Tetapi yang paling membuat miris adalah seorang bayi perempuan, dengan dahi beroles tika bundar warna hitam, pulas di balik selimut merah yang indah. Tangannya yang mungil berhias gelang-gelang cantik. Bajunya bersih. Wajahnya manis, damai. Kecantikannya adalah ironi, karena ia terbaring seorang diri di atas trotoar, di pinggir rongsokan besi di tepi jalan. Ratusan kaki-kaki lalu lalang sepanjang hari, namun tak ada yang menyempatkan berhenti. Pemandangan seperti ini sudah terlalu lazim di sini.

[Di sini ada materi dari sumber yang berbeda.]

// ETHDFS — NETWORK MODULE
//   datapath.rs — AF_PACKET raw-socket link driver and interface scan
pub mod datapath;
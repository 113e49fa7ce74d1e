// ETHDFS — ENGINE: REDIRECTOR MODULE
// The operation dispatcher: routes each host call to the drive it concerns,
// marshals the op's arguments into the transport's send buffer, interprets
// the reply, and writes results back into the host-visible blocks.
//
// Calls for drives the engine does not map are chained to the previous
// handler untouched; chained calls produce no wire traffic.

use crate::engine::hostblocks::*;
use crate::engine::protocol::*;
use crate::engine::transport::{Link, Transport};

// ============================================================================
// DRIVE MAPPING TABLE
// ============================================================================

pub const UNMAPPED: u8 = 0xFF;

/// Local→remote drive letter table, indexed by local ordinal (A=0..Z=25).
/// All mappings share one peer MAC, which lives in the transport.
pub struct DriveMap {
    ldrv: [u8; 26],
}

impl Default for DriveMap {
    fn default() -> Self {
        Self::new()
    }
}

impl DriveMap {
    pub fn new() -> Self {
        DriveMap { ldrv: [UNMAPPED; 26] }
    }

    /// Bind a local letter to a remote one. A letter maps at most once.
    pub fn map(&mut self, local: u8, remote: u8) -> bool {
        if local > 25 || remote > 25 || self.ldrv[local as usize] != UNMAPPED {
            return false;
        }
        self.ldrv[local as usize] = remote;
        true
    }

    pub fn remote_of(&self, local: u8) -> Option<u8> {
        if local > 25 {
            return None;
        }
        match self.ldrv[local as usize] {
            UNMAPPED => None,
            r => Some(r),
        }
    }

    pub fn first_mapped(&self) -> Option<u8> {
        (0u8..26).find(|&i| self.ldrv[i as usize] != UNMAPPED)
    }

    pub fn iter_mapped(&self) -> impl Iterator<Item = (u8, u8)> + '_ {
        (0u8..26).filter_map(move |i| self.remote_of(i).map(|r| (i, r)))
    }

    pub fn clear(&mut self) {
        self.ldrv = [UNMAPPED; 26];
    }
}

Bayi yang dibuang, ditinggalkan begitu saja oleh orang tuanya, sudah bukan berita lagi di surat kabar India. Namun, baru-baru ini saya membaca sebuah berita tentang bayi laki-laki yang dibuang di Bihar. Masuk berita karena pembuangan bayi laki-laki merupakan ketidaklaziman. Yang umumnya yang dibuang adalah bayi perempuan.
Stigma sosio-kultural India membuat anak perempuan kurang disukai. Mempunyai anak perempuan berarti harus menanggung beban berat untuk menikahkannya di kemudian hari, dengan membayar uang dowry atau jehez yang jumlahnya sampai berjuta-juta. Keluarga miskin yang sudah menjerit karena deraan beban hidup memilih jalan pintas, membuang bayinya begitu saja. Toh di negeri yang miliaran penduduknya ini, mencari orang tua bayi yang terbuang lebih susah daripada mencari jarum dalam tumpukan jerami.
Peraturan pemerintah India sudah melarang rumah sakit untuk melakukan praktik pemeriksaan jenis kelamin bayi dalam kandungan. Penyebabnya juga sama. Banyak orang yang cenderung akan melakukan aborsi begitu tahu bayinya perempuan.
Air mata saya hampir menetes melihat bayi mungil ini. Ia tak sendiri. Ada jutaan bayi bernasib sama, terlahir tanpa tahu siapa orang tua yang hanya membekalinya dengan selimut merah, baju baru, dan setitik tika.. Tetapi kaki-kaki yang lalu lalang terus melintas tanpa henti.
Beberapa puluh meter dari tempat ini, di hadapan pintu gerbang kolonial Gateway of India, menjulang dengan megah Taj Mahal Palace. Istana ini adalah hotel berbintang yang sudah lebih dari seabad usianya, dibangun oleh Jamsetji Tata, pendiri perusahaan kelas dunia dari India – Tata Group.
- Istana Taj Mahal menjulang megah
Kubahnya merah menyala, memancarkan keanggunan barisan jendela yang berjajar menurut baris dan kolom. Dindingnya memantulkan sinar mentari, mengiluminasi bayang-bayang keagungan masa lalu. Di dalamnya pernah tidur orang-orang kelas dunia, mulai dari Elvys Presley, Pangeran Charles, Bill Clinton, sampai pada Raja Maroko yang baru datang hari ini. Taj Mahal Palace dan Pintu Gerbang India juga sering menjadi lokasi syuting film-film produksi Bombay, menyiarkan gambaran India sebagai negeri yang kaya dengan penduduk yang semuanya tampan dan cantik berpakaian anggun dan menari penuh gairah.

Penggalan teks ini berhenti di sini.